Despite this cut, Apple continues to be the largest holding within Berkshire Hathaway's investment portfolio. The second largest is American Express, constituting 13.1% of the portfolio, followed by Bank of America (10.3%), Coca-Cola (8.7%), and Chevron (5.7%).
This substantial reduction in their Apple stake has led many investors to question whether they should heed Buffett's example and divest their own Apple shares. However, I believe the answer is no, and here’s why.
Reasons Behind Berkshire Hathaway’s Sale of Apple Shares
Several factors could explain the recent selling of Apple shares. Firstly, Buffett and his team may perceive that cash is more important at this moment, especially given rising interest rates and what many see as inflated stock valuations.
Apple likely falls into the high valuation category, trading at a projected earnings multiple of 31, significantly higher than its average over the past five years and noticeably increased since Berkshire Hathaway first purchased shares in 2016.
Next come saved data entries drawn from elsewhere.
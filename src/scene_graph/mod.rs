pub mod object3d;
pub mod scene;
pub mod scene_model;
pub mod transform;

pub use object3d::{Object3D, ObjectId};
pub use scene::Scene;
pub use scene_model::{SceneModel, SceneModelId};
pub use transform::Transform;
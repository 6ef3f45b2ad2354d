use std::{sync::Arc, time::Instant};

use anyhow::Context;
use glam::Vec2;
use imgui::{FontConfig, FontSource};
use imgui_winit_support::{HiDpiMode, WinitPlatform};
use winit::{
    application::ApplicationHandler,
    dpi::LogicalSize,
    event::{ElementState, Event, MouseButton, MouseScrollDelta, WindowEvent},
    event_loop::{ActiveEventLoop, EventLoop},
    window::{Window, WindowId},
};

use crate::{
    configurator::ConfiguratorState, engine, rendering::config::CAR_MODEL_PATH,
    rendering::renderer::Renderer, ui::Overlay,
};

// Pixels per line for wheel events reported in lines
const PIXELS_PER_LINE: f32 = 40.0;

struct ImguiState {
    context: imgui::Context,
    platform: WinitPlatform,
}

struct App {
    renderer: Option<Renderer>,
    state: ConfiguratorState,
    overlay: Overlay,
    mouse_pos: Vec2,
    dragging: bool,
    imgui: Option<ImguiState>,
    last_frame: Instant,
}

impl App {
    fn from_state(state: ConfiguratorState) -> Self {
        Self {
            renderer: None,
            state,
            overlay: Overlay::default(),
            mouse_pos: Vec2::ZERO,
            dragging: false,
            imgui: None,
            last_frame: Instant::now(),
        }
    }

    fn setup_imgui(&mut self, window: &Window) {
        let mut context = imgui::Context::create();
        let mut platform = WinitPlatform::new(&mut context);

        let pixel_ratio = self
            .state
            .render_config
            .pixel_ratio(window.scale_factor());
        platform.attach_window(context.io_mut(), window, HiDpiMode::Locked(pixel_ratio));

        let font_size = (14.0 * pixel_ratio) as f32;
        context.fonts().add_font(&[FontSource::DefaultFontData {
            config: Some(FontConfig {
                oversample_h: 1,
                pixel_snap_h: true,
                size_pixels: font_size,
                ..Default::default()
            }),
        }]);
        context.io_mut().font_global_scale = (1.0 / pixel_ratio) as f32;

        context.set_ini_filename(None);

        self.imgui = Some(ImguiState { context, platform });
    }

    fn init(&mut self, event_loop: &ActiveEventLoop) -> anyhow::Result<()> {
        let window_attributes = Window::default_attributes()
            .with_title("Car configurator")
            .with_inner_size(LogicalSize::new(1280.0, 800.0));
        let window = event_loop
            .create_window(window_attributes)
            .context("Failed to create window")?;

        self.setup_imgui(&window);
        let imgui = self.imgui.as_mut().context("imgui not initialised")?;

        let renderer = pollster::block_on(Renderer::new(
            Arc::new(window),
            &self.state,
            &mut imgui.context,
        ))?;
        renderer.window.request_redraw();
        self.renderer = Some(renderer);

        Ok(())
    }

    fn redraw(&mut self, event_loop: &ActiveEventLoop) -> anyhow::Result<()> {
        let (Some(imgui), Some(renderer)) = (self.imgui.as_mut(), self.renderer.as_mut()) else {
            return Ok(());
        };

        let now = Instant::now();
        imgui
            .context
            .io_mut()
            .update_delta_time(now - self.last_frame);
        self.last_frame = now;

        renderer.window.request_redraw();

        imgui
            .platform
            .prepare_frame(imgui.context.io_mut(), &renderer.window)
            .context("Failed to prepare imgui frame")?;

        let ui = imgui.context.new_frame();
        engine::update(&mut self.state, &mut self.overlay, renderer, ui)?;
        imgui.platform.prepare_render(ui, &renderer.window);

        match renderer.render(&mut self.state) {
            Ok(frame) => {
                if let Err(error) = renderer.finish_frame(frame, &mut imgui.context) {
                    log::warn!("{:?}", error);
                }
            }
            Err(wgpu::SurfaceError::Lost | wgpu::SurfaceError::Outdated) => {
                renderer.resize(renderer.size);
            }
            Err(wgpu::SurfaceError::OutOfMemory) => {
                log::error!("Out of memory");
                event_loop.exit();
            }
            Err(wgpu::SurfaceError::Timeout) => {
                log::warn!("Timeout");
            }
            Err(other) => {
                log::error!("Unexpected error: {:?}", other);
            }
        }

        Ok(())
    }

    fn wants_mouse(&self) -> bool {
        self.imgui
            .as_ref()
            .is_some_and(|imgui| imgui.context.io().want_capture_mouse)
    }

    fn handle_input(&mut self, event: &WindowEvent) {
        match event {
            WindowEvent::CursorMoved { position, .. } => {
                let position = Vec2::new(position.x as f32, position.y as f32);
                let delta = position - self.mouse_pos;
                self.mouse_pos = position;

                if self.dragging {
                    let height = self
                        .renderer
                        .as_ref()
                        .map(|renderer| renderer.size.height as f32)
                        .unwrap_or(1.0);
                    self.state.orbit.rotate(delta, height);
                }
            }
            WindowEvent::MouseInput {
                state,
                button: MouseButton::Left,
                ..
            } => {
                self.dragging = *state == ElementState::Pressed && !self.wants_mouse();
            }
            WindowEvent::MouseWheel { delta, .. } => {
                if self.wants_mouse() {
                    return;
                }

                let steps = match delta {
                    MouseScrollDelta::LineDelta(_, y) => *y,
                    MouseScrollDelta::PixelDelta(position) => position.y as f32 / PIXELS_PER_LINE,
                };
                self.state.orbit.zoom(steps);
            }
            _ => (),
        }
    }
}

impl ApplicationHandler for App {
    fn resumed(&mut self, event_loop: &ActiveEventLoop) {
        if self.renderer.is_some() {
            return;
        }

        if let Err(error) = self.init(event_loop) {
            log::error!("Failed to initialise: {:?}", error);
            event_loop.exit();
        }
    }

    fn window_event(
        &mut self,
        event_loop: &ActiveEventLoop,
        window_id: WindowId,
        event: WindowEvent,
    ) {
        match &event {
            WindowEvent::CloseRequested => {
                event_loop.exit();
            }
            WindowEvent::Resized(new_size) => {
                if let Some(renderer) = self.renderer.as_mut() {
                    renderer.resize(*new_size);
                }
            }
            WindowEvent::RedrawRequested => {
                if let Err(error) = self.redraw(event_loop) {
                    log::error!("Frame failed: {:?}", error);
                    event_loop.exit();
                }
            }
            other => self.handle_input(other),
        }

        if let (Some(imgui), Some(renderer)) = (self.imgui.as_mut(), self.renderer.as_ref()) {
            imgui.platform.handle_event::<()>(
                imgui.context.io_mut(),
                &renderer.window,
                &Event::WindowEvent { window_id, event },
            );
        }
    }
}

pub async fn run() -> anyhow::Result<()> {
    let event_loop = EventLoop::new().context("Failed to create event loop")?;
    let state = ConfiguratorState::new(CAR_MODEL_PATH);
    let mut app = App::from_state(state);
    event_loop.run_app(&mut app)?;

    Ok(())
}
Another possible reason for the sales could relate to the intention to secure profits before a potential hike in capital gains tax, as proposed by certain political figures. For a large corporation like Berkshire Hathaway that holds hundreds of millions of shares, minor fluctuations in capital gains taxes can result in substantial savings. By selling now at the currently lower tax rate, they could save millions, if not billions, in tax liabilities down the line.
Should Investors Imitate Buffett and Berkshire Hathaway?
For those already invested in Apple, there seems to be no compelling reason to sell your shares. The tax implications that might drive a massive corporation to sell do not weigh the same for individual investors.
Apple remains a premier global company, attracting the attention and spending of billions. In the most recent quarter ending June 29, Apple reported a staggering $85.8 billion in revenue, with a net income of $21.5 billion—more than the total revenue generated by Adobe over the past four quarters combined. Clearly, Apple is a strong cash-generating entity.
Nevertheless, the question of whether to follow Buffett is trickier due to Apple's recent slowdown in revenue growth and high valuation. It’s hard to justify high valuations when the company only shows a 5% increase in year-over-year revenue growth. Although the company might still merit a premium in price, investors must evaluate this factor carefully.
If you are a long-term investor, current valuations should not deter you from investing in Apple. The current slump in the smartphone market has affected Apple’s revenue—given that iPhones account for 45% of total revenue—but the company is working to enhance sales and shorten upgrade cycles.
As Buffett wisely noted, "It's far better to buy a wonderful company at a fair price than a fair company at a wonderful price." Determining what you consider a “fair” price is subjective, yet there is no denying that Apple exemplifies a remarkable business. Long-term investors should focus on the bigger picture and future possibilities.